**Task directions:**
In the records below, find the lines that include "before" and copy each.

**Available data:**
== Segment start ==

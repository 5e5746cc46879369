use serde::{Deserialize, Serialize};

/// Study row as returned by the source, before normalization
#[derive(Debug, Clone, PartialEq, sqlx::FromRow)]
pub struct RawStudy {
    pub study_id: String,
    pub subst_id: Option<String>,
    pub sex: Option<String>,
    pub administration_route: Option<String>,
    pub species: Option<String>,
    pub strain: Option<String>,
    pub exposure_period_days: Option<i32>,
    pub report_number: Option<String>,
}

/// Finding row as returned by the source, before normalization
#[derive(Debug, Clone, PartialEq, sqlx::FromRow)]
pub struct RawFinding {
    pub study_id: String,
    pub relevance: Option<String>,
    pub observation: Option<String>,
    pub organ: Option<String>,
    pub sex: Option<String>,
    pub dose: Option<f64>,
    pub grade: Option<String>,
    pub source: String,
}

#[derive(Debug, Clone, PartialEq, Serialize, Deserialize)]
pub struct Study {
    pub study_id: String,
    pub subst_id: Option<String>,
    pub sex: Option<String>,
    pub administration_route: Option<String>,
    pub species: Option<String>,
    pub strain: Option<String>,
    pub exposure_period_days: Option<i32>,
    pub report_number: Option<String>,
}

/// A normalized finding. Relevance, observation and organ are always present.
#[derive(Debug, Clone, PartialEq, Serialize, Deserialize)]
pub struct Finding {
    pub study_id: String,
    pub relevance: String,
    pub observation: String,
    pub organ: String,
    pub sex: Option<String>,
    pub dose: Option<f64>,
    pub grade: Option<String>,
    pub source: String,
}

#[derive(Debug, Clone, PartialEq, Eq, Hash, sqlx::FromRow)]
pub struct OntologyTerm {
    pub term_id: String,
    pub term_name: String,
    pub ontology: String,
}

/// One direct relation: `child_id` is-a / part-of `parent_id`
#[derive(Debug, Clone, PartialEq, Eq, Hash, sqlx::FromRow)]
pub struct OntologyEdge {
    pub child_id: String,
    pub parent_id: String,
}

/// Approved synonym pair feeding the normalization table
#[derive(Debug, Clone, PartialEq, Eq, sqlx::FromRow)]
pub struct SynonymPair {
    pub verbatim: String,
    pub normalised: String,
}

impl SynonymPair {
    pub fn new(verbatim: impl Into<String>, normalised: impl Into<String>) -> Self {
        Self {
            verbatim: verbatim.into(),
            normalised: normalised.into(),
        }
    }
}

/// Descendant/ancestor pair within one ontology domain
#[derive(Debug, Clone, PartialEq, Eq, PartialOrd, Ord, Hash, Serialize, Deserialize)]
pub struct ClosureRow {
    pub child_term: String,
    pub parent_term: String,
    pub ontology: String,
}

== Segment end ==
== Segment start ==

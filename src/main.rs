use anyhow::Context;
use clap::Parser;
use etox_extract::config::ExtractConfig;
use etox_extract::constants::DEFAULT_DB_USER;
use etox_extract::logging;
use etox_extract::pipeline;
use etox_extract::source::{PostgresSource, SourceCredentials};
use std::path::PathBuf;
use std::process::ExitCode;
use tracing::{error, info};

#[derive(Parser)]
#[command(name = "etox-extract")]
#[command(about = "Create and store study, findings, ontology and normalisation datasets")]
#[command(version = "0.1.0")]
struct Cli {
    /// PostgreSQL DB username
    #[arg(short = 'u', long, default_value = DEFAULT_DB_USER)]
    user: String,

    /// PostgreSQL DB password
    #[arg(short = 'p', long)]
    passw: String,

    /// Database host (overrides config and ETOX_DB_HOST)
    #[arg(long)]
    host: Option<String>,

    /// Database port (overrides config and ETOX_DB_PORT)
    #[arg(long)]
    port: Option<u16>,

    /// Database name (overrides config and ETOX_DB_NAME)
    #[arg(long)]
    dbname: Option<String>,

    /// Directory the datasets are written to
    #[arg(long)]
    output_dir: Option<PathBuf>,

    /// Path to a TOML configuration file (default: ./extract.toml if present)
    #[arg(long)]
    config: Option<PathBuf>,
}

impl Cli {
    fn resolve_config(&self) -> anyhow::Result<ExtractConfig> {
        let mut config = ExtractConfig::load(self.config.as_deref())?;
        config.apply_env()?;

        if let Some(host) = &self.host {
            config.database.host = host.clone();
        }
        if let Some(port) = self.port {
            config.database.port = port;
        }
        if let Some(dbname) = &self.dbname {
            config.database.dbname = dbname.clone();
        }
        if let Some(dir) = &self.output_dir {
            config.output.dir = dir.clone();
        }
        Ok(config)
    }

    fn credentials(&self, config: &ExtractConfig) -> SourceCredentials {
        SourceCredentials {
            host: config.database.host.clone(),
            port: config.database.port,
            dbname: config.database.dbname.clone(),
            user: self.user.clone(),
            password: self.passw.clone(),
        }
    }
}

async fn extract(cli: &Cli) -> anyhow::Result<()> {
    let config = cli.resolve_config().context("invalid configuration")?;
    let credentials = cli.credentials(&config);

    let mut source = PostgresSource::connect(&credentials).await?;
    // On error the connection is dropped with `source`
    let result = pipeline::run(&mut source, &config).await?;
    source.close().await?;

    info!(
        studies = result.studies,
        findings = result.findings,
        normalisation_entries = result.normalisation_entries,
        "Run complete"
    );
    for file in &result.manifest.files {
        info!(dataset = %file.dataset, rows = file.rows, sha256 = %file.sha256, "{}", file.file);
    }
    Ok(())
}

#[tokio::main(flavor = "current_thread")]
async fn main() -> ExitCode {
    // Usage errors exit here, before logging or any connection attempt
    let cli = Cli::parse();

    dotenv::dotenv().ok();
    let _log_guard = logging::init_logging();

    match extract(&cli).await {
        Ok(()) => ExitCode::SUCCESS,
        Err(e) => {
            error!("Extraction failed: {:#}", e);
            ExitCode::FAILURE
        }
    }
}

== Segment end ==
== Segment start ==

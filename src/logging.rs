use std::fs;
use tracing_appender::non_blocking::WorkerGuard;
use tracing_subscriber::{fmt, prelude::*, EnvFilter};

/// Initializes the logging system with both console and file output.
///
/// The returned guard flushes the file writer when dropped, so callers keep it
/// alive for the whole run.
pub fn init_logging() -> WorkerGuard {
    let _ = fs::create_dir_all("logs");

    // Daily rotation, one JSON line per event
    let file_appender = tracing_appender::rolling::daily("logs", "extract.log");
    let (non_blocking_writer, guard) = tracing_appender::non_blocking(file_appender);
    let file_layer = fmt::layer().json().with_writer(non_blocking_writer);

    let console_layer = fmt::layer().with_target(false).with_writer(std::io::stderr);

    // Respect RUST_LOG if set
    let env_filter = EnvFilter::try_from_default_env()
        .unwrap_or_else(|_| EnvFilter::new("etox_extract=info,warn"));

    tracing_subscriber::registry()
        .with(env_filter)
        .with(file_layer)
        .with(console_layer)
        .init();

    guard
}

== Segment end ==

**Answer box:**
/// Study row as returned by the source, before normalization
/// Finding row as returned by the source, before normalization
    // Usage errors exit here, before logging or any connection attempt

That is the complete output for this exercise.